* _Task goal_: Below is a listing. Quote from it, exactly, the lines from the one containing "use tokio::sync::mpsc;" down to the one containing "to delete Telegram", both ends included, and nothing else.

-.-.-

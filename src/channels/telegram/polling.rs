//! Telegram polling mode: getUpdates loop and message conversion

use serde::Deserialize;
use tokio::sync::mpsc;

use super::dedup::UpdateDedup;
use crate::channels::{BotCommandKind, IncomingMessage, MessageKind};
use crate::{Error, Result};

/// Long-poll timeout passed to `getUpdates` (seconds)
const LONG_POLL_TIMEOUT_SECS: u64 = 30;

/// Response from Telegram getUpdates API
#[derive(Debug, Deserialize)]
struct GetUpdatesResponse {
    ok: bool,
    #[serde(default)]
    result: Vec<PollingUpdate>,
    description: Option<String>,
}

/// A single update from getUpdates
#[derive(Debug, Deserialize)]
pub struct PollingUpdate {
    update_id: i64,
    message: Option<PollingMessage>,
}

/// Message from a polling update
#[derive(Debug, Deserialize)]
struct PollingMessage {
    message_id: i64,
    chat: PollingChat,
    from: Option<PollingUser>,
    text: Option<String>,
    voice: Option<PollingVoice>,
}

/// Voice message from polling
#[derive(Debug, Deserialize)]
struct PollingVoice {
    file_id: String,
    mime_type: Option<String>,
}

/// Chat info from polling
#[derive(Debug, Deserialize)]
struct PollingChat {
    id: i64,
}

/// User info from polling
#[derive(Debug, Deserialize)]
struct PollingUser {
    id: i64,
    is_bot: bool,
    first_name: String,
}

impl super::TelegramChannel {
    /// Spawn a background task that polls Telegram's getUpdates API
    ///
    /// Forwards received messages into the mpsc channel created by
    /// `with_receiver`. The task ends when the receiver is dropped or the
    /// returned handle is aborted.
    ///
    /// # Errors
    ///
    /// Returns error if the channel was created without a receiver
    pub fn start_polling(&self, interval: std::time::Duration) -> Result<tokio::task::JoinHandle<()>> {
        let tx = self.message_tx.clone().ok_or_else(|| {
            Error::Channel("start_polling requires a channel created with_receiver".to_string())
        })?;
        let channel = self.clone();

        Ok(tokio::spawn(async move {
            channel.polling_loop(tx, interval).await;
        }))
    }

    /// Run the polling loop (background task)
    async fn polling_loop(&self, tx: mpsc::Sender<IncomingMessage>, interval: std::time::Duration) {
        // Delete any existing webhook so getUpdates works
        if let Err(e) = self.delete_webhook().await {
            tracing::warn!(error = %e, "failed to delete Telegram webhook before polling");
        }

        let url = self.method_url("getUpdates");
        let mut offset: Option<i64> = None;
        let mut dedup = UpdateDedup::default();

        tracing::info!("Telegram polling started");

        loop {
            // Polling again would confirm updates nobody will handle
            if tx.is_closed() {
                tracing::info!("message receiver closed, stopping Telegram polling");
                return;
            }

            let mut params = serde_json::json!({
                "timeout": LONG_POLL_TIMEOUT_SECS,
                "allowed_updates": ["message"],
            });
            if let Some(off) = offset {
                params["offset"] = serde_json::json!(off);
            }

            match self.client.post(&url).json(&params).send().await {
                Ok(resp) => match resp.json::<GetUpdatesResponse>().await {
                    Ok(updates) if updates.ok => {
                        for update in &updates.result {
                            // Advance offset past this update
                            offset = Some(update.update_id + 1);

                            if dedup.is_duplicate(update.update_id) {
                                continue;
                            }

                            if let Some(msg) = update_to_incoming(update) {
                                tracing::debug!(chat_id = %msg.chat_id, "Telegram message received");
                                if tx.send(msg).await.is_err() {
                                    tracing::info!("message receiver closed, stopping Telegram polling");
                                    return;
                                }
                            }
                        }
                    }
                    Ok(updates) => {
                        tracing::warn!(
                            description = updates.description.as_deref().unwrap_or_default(),
                            "Telegram getUpdates rejected"
                        );
                    }
                    Err(e) => {
                        tracing::warn!(error = %e.without_url(), "failed to parse Telegram updates");
                    }
                },
                Err(e) => {
                    tracing::warn!(error = %e.without_url(), "Telegram getUpdates error");
                }
            }

            tokio::time::sleep(interval).await;
        }
    }
}

/// Classify a polling message into a `MessageKind`
fn message_kind(msg: &PollingMessage) -> MessageKind {
    if let Some(voice) = &msg.voice {
        return MessageKind::Voice {
            handle: voice.file_id.clone(),
            mime_hint: voice.mime_type.clone(),
        };
    }

    match &msg.text {
        Some(text) => BotCommandKind::parse(text).map_or_else(
            || MessageKind::Text { body: text.clone() },
            MessageKind::Command,
        ),
        None => MessageKind::Unsupported,
    }
}

/// Convert a polling update into an `IncomingMessage`
///
/// Returns `None` for updates without a message and for messages sent by bots.
#[must_use]
pub fn update_to_incoming(update: &PollingUpdate) -> Option<IncomingMessage> {
    let msg = update.message.as_ref()?;

    // Skip bot messages
    if msg.from.as_ref().is_some_and(|u| u.is_bot) {
        return None;
    }

    let sender_id = msg
        .from
        .as_ref()
        .map_or_else(|| msg.chat.id.to_string(), |u| u.id.to_string());

    let sender_name = msg
        .from
        .as_ref()
        .map_or_else(|| "Unknown".to_string(), |u| u.first_name.clone());

    Some(IncomingMessage {
        id: msg.message_id.to_string(),
        chat_id: msg.chat.id.to_string(),
        sender_id,
        sender_name,
        kind: message_kind(msg),
    })
}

-.-.-

* _Exercise response_:
use tokio::sync::mpsc;

use super::dedup::UpdateDedup;
use crate::channels::{BotCommandKind, IncomingMessage, MessageKind};
use crate::{Error, Result};

/// Long-poll timeout passed to `getUpdates` (seconds)
const LONG_POLL_TIMEOUT_SECS: u64 = 30;

/// Response from Telegram getUpdates API
#[derive(Debug, Deserialize)]
struct GetUpdatesResponse {
    ok: bool,
    #[serde(default)]
    result: Vec<PollingUpdate>,
    description: Option<String>,
}

/// A single update from getUpdates
#[derive(Debug, Deserialize)]
pub struct PollingUpdate {
    update_id: i64,
    message: Option<PollingMessage>,
}

/// Message from a polling update
#[derive(Debug, Deserialize)]
struct PollingMessage {
    message_id: i64,
    chat: PollingChat,
    from: Option<PollingUser>,
    text: Option<String>,
    voice: Option<PollingVoice>,
}

/// Voice message from polling
#[derive(Debug, Deserialize)]
struct PollingVoice {
    file_id: String,
    mime_type: Option<String>,
}

/// Chat info from polling
#[derive(Debug, Deserialize)]
struct PollingChat {
    id: i64,
}

/// User info from polling
#[derive(Debug, Deserialize)]
struct PollingUser {
    id: i64,
    is_bot: bool,
    first_name: String,
}

impl super::TelegramChannel {
    /// Spawn a background task that polls Telegram's getUpdates API
    ///
    /// Forwards received messages into the mpsc channel created by
    /// `with_receiver`. The task ends when the receiver is dropped or the
    /// returned handle is aborted.
    ///
    /// # Errors
    ///
    /// Returns error if the channel was created without a receiver
    pub fn start_polling(&self, interval: std::time::Duration) -> Result<tokio::task::JoinHandle<()>> {
        let tx = self.message_tx.clone().ok_or_else(|| {
            Error::Channel("start_polling requires a channel created with_receiver".to_string())
        })?;
        let channel = self.clone();

        Ok(tokio::spawn(async move {
            channel.polling_loop(tx, interval).await;
        }))
    }

    /// Run the polling loop (background task)
    async fn polling_loop(&self, tx: mpsc::Sender<IncomingMessage>, interval: std::time::Duration) {
        // Delete any existing webhook so getUpdates works
        if let Err(e) = self.delete_webhook().await {
            tracing::warn!(error = %e, "failed to delete Telegram webhook before polling");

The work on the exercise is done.